• TASK
Give back the lines of the records exactly, starting at the first and ending at the one with "pub const fn silent()".

• RECORDS FOR THIS EXERCISE
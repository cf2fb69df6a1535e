//! Synthetic coil signals.
//!
//! Produces what the converters would see for a steady excitation: a DC
//! offset plus one cosine per channel, quantised to 12-bit codes. Tones are
//! placed exactly on an FFT bin so they do not leak into neighbours.
//!
//! Used by host tests and by the desktop simulator to stand in for the ADC.

use platform::acquisition::ADC_MAX_VALUE;
use platform::{SamplePair, FFT_LEN};

/// One cosine component, `amplitude * cos(2π·bin·n/FFT_LEN + phase)`.
#[derive(Debug, Clone, Copy, PartialEq, Default)]
pub struct Tone {
    /// FFT bin the tone sits on.
    pub bin: usize,
    /// Peak amplitude in ADC codes.
    pub amplitude: f32,
    /// Phase offset in radians.
    pub phase: f32,
}

impl Tone {
    /// A tone on `bin` with the given amplitude and phase.
    pub const fn new(bin: usize, amplitude: f32, phase: f32) -> Self {
        Self {
            bin,
            amplitude,
            phase,
        }
    }

    /// No tone at all.
    pub const fn silent() -> Self {
        Self::new(0, 0.0, 0.0)
    }

    /// Value of the tone at sample `n`.
    #[allow(clippy::cast_precision_loss)] // n, bin < 2^24: exact in f32
    pub fn at(&self, n: usize) -> f32 {
        if self.amplitude == 0.0 {
            return 0.0;
        }
        // Reduce the cycle count modulo the window first to keep the
        // argument small and the phase accurate.
        let cycles = self.bin.wrapping_mul(n) % FFT_LEN;
        let angle = core::f32::consts::TAU * cycles as f32 / FFT_LEN as f32 + self.phase;
        self.amplitude * libm::cosf(angle)
    }
}

/// Both coil channels around a shared DC offset.
#[derive(Debug, Clone, Copy, PartialEq)]
pub struct CoilSignal {
    /// Mid-scale offset in ADC codes.
    pub dc: u16,
    /// Transmit coil component.
    pub tx: Tone,
    /// Receive coil component.
    pub rx: Tone,
}

impl CoilSignal {
    /// A signal with the given offset and tones.
    pub const fn new(dc: u16, tx: Tone, rx: Tone) -> Self {
        Self { dc, tx, rx }
    }

    /// Constant `dc` on both channels.
    pub const fn silent(dc: u16) -> Self {
        Self::new(dc, Tone::silent(), Tone::silent())
    }

    /// The same signal with a different RX amplitude.
    pub const fn with_rx_amplitude(mut self, amplitude: f32) -> Self {
        self.rx.amplitude = amplitude;
        self
    }

    /// Quantised pair at sample `n`.
    pub fn sample(&self, n: usize) -> SamplePair {
        SamplePair::new(quantise(self.dc, self.tx.at(n)), quantise(self.dc, self.rx.at(n)))
    }

    /// Fill `out` with consecutive samples starting at `n = 0`.
    pub fn fill(&self, out: &mut [SamplePair]) {
        for (n, slot) in out.iter_mut().enumerate() {
            *slot = self.sample(n);
        }
    }
}

#[allow(clippy::cast_possible_truncation, clippy::cast_sign_loss)] // clamped to 0..=4095 first
fn quantise(dc: u16, value: f32) -> u16 {
    let code = libm::roundf(f32::from(dc) + value);
    code.clamp(0.0, f32::from(ADC_MAX_VALUE)) as u16
}

#[cfg(test)]
mod tests {
    use super::*;

    #[test]
    fn silent_signal_is_flat() {
        let mut out = [SamplePair::ZERO; 16];
        CoilSignal::silent(2048).fill(&mut out);
        assert!(out.iter().all(|p| *p == SamplePair::new(2048, 2048)));
    }

    #[test]
    fn tone_starts_at_its_peak() {
        let signal = CoilSignal::new(2048, Tone::new(4, 100.0, 0.0), Tone::silent());
        assert_eq!(signal.sample(0), SamplePair::new(2148, 2048));
        // A quarter period later the cosine crosses zero.
        assert_eq!(signal.sample(FFT_LEN / 16).tx, 2048);
    }

    #[test]
    fn codes_clamp_to_converter_range() {
        let signal = CoilSignal::new(4000, Tone::new(1, 500.0, 0.0), Tone::new(1, 500.0, core::f32::consts::PI));
        let first = signal.sample(0);
        assert_eq!(first.tx, ADC_MAX_VALUE);
        assert_eq!(first.rx, 3500);
    }
}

• RESPONSE AREA
repository cf2fb69df6a1535e
//! Synthetic coil signals.
//!
//! Produces what the converters would see for a steady excitation: a DC
//! offset plus one cosine per channel, quantised to 12-bit codes. Tones are
//! placed exactly on an FFT bin so they do not leak into neighbours.
//!
//! Used by host tests and by the desktop simulator to stand in for the ADC.

use platform::acquisition::ADC_MAX_VALUE;
use platform::{SamplePair, FFT_LEN};

/// One cosine component, `amplitude * cos(2π·bin·n/FFT_LEN + phase)`.
#[derive(Debug, Clone, Copy, PartialEq, Default)]
pub struct Tone {
    /// FFT bin the tone sits on.
    pub bin: usize,
    /// Peak amplitude in ADC codes.
    pub amplitude: f32,
    /// Phase offset in radians.
    pub phase: f32,
}

impl Tone {
    /// A tone on `bin` with the given amplitude and phase.
    pub const fn new(bin: usize, amplitude: f32, phase: f32) -> Self {
        Self {
            bin,
            amplitude,
            phase,
        }
    }

    /// No tone at all.
    pub const fn silent() -> Self {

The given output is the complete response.